▶ **Problem to solve**
All of the entries below are to be copied without any alteration.

BEGIN Available data

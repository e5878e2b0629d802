//! Organizations the user belongs to.

use serde_json::Value;

use crate::client::ContentstackClient;
use crate::clients::ApiResult;
use crate::resources::{encode_segment, require_uid, Params};

const ORGANIZATIONS_PATH: &str = "organizations";

/// Facade for organizations, created by [`ContentstackClient::organizations`].
///
/// [`find`](Self::find) works without a uid; every other operation targets
/// one organization and fails with `MissingUid` when none was given.
#[derive(Clone, Debug)]
pub struct Organization<'a> {
    client: &'a ContentstackClient,
    uid: Option<String>,
}

impl<'a> Organization<'a> {
    pub(crate) fn new(client: &'a ContentstackClient, uid: Option<&str>) -> Self {
        Self {
            client,
            uid: uid.map(String::from),
        }
    }

    /// Returns the organization uid.
    #[must_use]
    pub fn uid(&self) -> Option<&str> {
        self.uid.as_deref()
    }

    fn path(&self, suffix: &str) -> Result<String, crate::clients::HttpError> {
        let uid = require_uid("Organization", self.uid())?;
        let base = format!("{ORGANIZATIONS_PATH}/{}", encode_segment(uid));
        Ok(if suffix.is_empty() {
            base
        } else {
            format!("{base}/{suffix}")
        })
    }

    /// Lists all organizations of the user.
    ///
    /// # Errors
    ///
    /// See [`ContentstackClient::get`].
    pub async fn find(&self, params: Option<Params>) -> ApiResult {
        self.client.get(ORGANIZATIONS_PATH, params, None).await
    }

    /// Fetches this organization.
    ///
    /// # Errors
    ///
    /// Fails without a request if no uid was given.
    pub async fn fetch(&self, params: Option<Params>) -> ApiResult {
        let path = self.path("")?;
        self.client.get(&path, params, None).await
    }

    /// Lists the roles defined in this organization.
    ///
    /// # Errors
    ///
    /// Fails without a request if no uid was given.
    pub async fn roles(&self, params: Option<Params>) -> ApiResult {
        let path = self.path("roles")?;
        self.client.get(&path, params, None).await
    }

    /// Invites users to the organization.
    ///
    /// # Errors
    ///
    /// Fails without a request if no uid was given.
    pub async fn add_users(&self, body: Value) -> ApiResult {
        let path = self.path("share")?;
        self.client.post(&path, None, Some(body), None).await
    }

    /// Transfers ownership of the organization to another user.
    ///
    /// # Errors
    ///
    /// Fails without a request if no uid was given.
    pub async fn transfer_ownership(&self, body: Value) -> ApiResult {
        let path = self.path("transfer-ownership")?;
        self.client.post(&path, None, Some(body), None).await
    }

    /// Lists the stacks in this organization.
    ///
    /// # Errors
    ///
    /// Fails without a request if no uid was given.
    pub async fn stacks(&self, params: Option<Params>) -> ApiResult {
        let path = self.path("stacks")?;
        self.client.get(&path, params, None).await
    }

    /// Fetches the organization's audit log.
    ///
    /// # Errors
    ///
    /// Fails without a request if no uid was given.
    pub async fn logs(&self, params: Option<Params>) -> ApiResult {
        let path = self.path("logs")?;
        self.client.get(&path, params, None).await
    }
}

#[cfg(test)]
mod tests {
    use super::*;
    use crate::clients::{HttpError, InvalidHttpRequestError};
    use crate::config::ClientConfig;

    #[test]
    fn test_paths_use_encoded_uid() {
        let client = ContentstackClient::new(ClientConfig::default()).unwrap();
        let org = client.organizations(Some("blt org"));
        assert_eq!(org.path("").unwrap(), "organizations/blt%20org");
        assert_eq!(org.path("roles").unwrap(), "organizations/blt%20org/roles");
    }

    #[tokio::test]
    async fn test_single_organization_calls_need_uid() {
        let client = ContentstackClient::new(ClientConfig::default()).unwrap();
        let result = client.organizations(None).roles(None).await;
        assert!(matches!(
            result,
            Err(HttpError::InvalidRequest(
                InvalidHttpRequestError::MissingUid {
                    resource: "Organization"
                }
            ))
        ));
    }
}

END Available data

▶ **Answer to this exercise**
repository e5878e2b0629d802
//! Organizations the user belongs to.

use serde_json::Value;

use crate::client::ContentstackClient;
use crate::clients::ApiResult;
use crate::resources::{encode_segment, require_uid, Params};

const ORGANIZATIONS_PATH: &str = "organizations";

/// Facade for organizations, created by [`ContentstackClient::organizations`].
///
/// [`find`](Self::find) works without a uid; every other operation targets
/// one organization and fails with `MissingUid` when none was given.
#[derive(Clone, Debug)]
pub struct Organization<'a> {
    client: &'a ContentstackClient,
    uid: Option<String>,
}

impl<'a> Organization<'a> {
    pub(crate) fn new(client: &'a ContentstackClient, uid: Option<&str>) -> Self {
        Self {
            client,
            uid: uid.map(String::from),
        }
    }

    /// Returns the organization uid.
    #[must_use]
    pub fn uid(&self) -> Option<&str> {
        self.uid.as_deref()
    }

    fn path(&self, suffix: &str) -> Result<String, crate::clients::HttpError> {
        let uid = require_uid("Organization", self.uid())?;
        let base = format!("{ORGANIZATIONS_PATH}/{}", encode_segment(uid));
        Ok(if suffix.is_empty() {
            base
        } else {
            format!("{base}/{suffix}")
        })
    }

    /// Lists all organizations of the user.
    ///
    /// # Errors
    ///
    /// See [`ContentstackClient::get`].
    pub async fn find(&self, params: Option<Params>) -> ApiResult {
        self.client.get(ORGANIZATIONS_PATH, params, None).await
    }

    /// Fetches this organization.
    ///
    /// # Errors
    ///
    /// Fails without a request if no uid was given.
    pub async fn fetch(&self, params: Option<Params>) -> ApiResult {
        let path = self.path("")?;
        self.client.get(&path, params, None).await
    }

    /// Lists the roles defined in this organization.
    ///
    /// # Errors
    ///
    /// Fails without a request if no uid was given.
    pub async fn roles(&self, params: Option<Params>) -> ApiResult {
        let path = self.path("roles")?;
        self.client.get(&path, params, None).await
    }

    /// Invites users to the organization.
    ///
    /// # Errors
    ///
    /// Fails without a request if no uid was given.
    pub async fn add_users(&self, body: Value) -> ApiResult {
        let path = self.path("share")?;
        self.client.post(&path, None, Some(body), None).await
    }

    /// Transfers ownership of the organization to another user.
    ///
    /// # Errors
    ///
    /// Fails without a request if no uid was given.
    pub async fn transfer_ownership(&self, body: Value) -> ApiResult {
        let path = self.path("transfer-ownership")?;
        self.client.post(&path, None, Some(body), None).await
    }

    /// Lists the stacks in this organization.
    ///
    /// # Errors
    ///
    /// Fails without a request if no uid was given.
    pub async fn stacks(&self, params: Option<Params>) -> ApiResult {
        let path = self.path("stacks")?;
        self.client.get(&path, params, None).await
    }

    /// Fetches the organization's audit log.
    ///
    /// # Errors
    ///
    /// Fails without a request if no uid was given.
    pub async fn logs(&self, params: Option<Params>) -> ApiResult {
        let path = self.path("logs")?;
        self.client.get(&path, params, None).await
    }
}

#[cfg(test)]
mod tests {
    use super::*;
    use crate::clients::{HttpError, InvalidHttpRequestError};
    use crate::config::ClientConfig;

    #[test]
    fn test_paths_use_encoded_uid() {
        let client = ContentstackClient::new(ClientConfig::default()).unwrap();
        let org = client.organizations(Some("blt org"));
        assert_eq!(org.path("").unwrap(), "organizations/blt%20org");
        assert_eq!(org.path("roles").unwrap(), "organizations/blt%20org/roles");
    }

    #[tokio::test]
    async fn test_single_organization_calls_need_uid() {
        let client = ContentstackClient::new(ClientConfig::default()).unwrap();
        let result = client.organizations(None).roles(None).await;
        assert!(matches!(
            result,
            Err(HttpError::InvalidRequest(
                InvalidHttpRequestError::MissingUid {
                    resource: "Organization"
                }
            ))
        ));
    }
}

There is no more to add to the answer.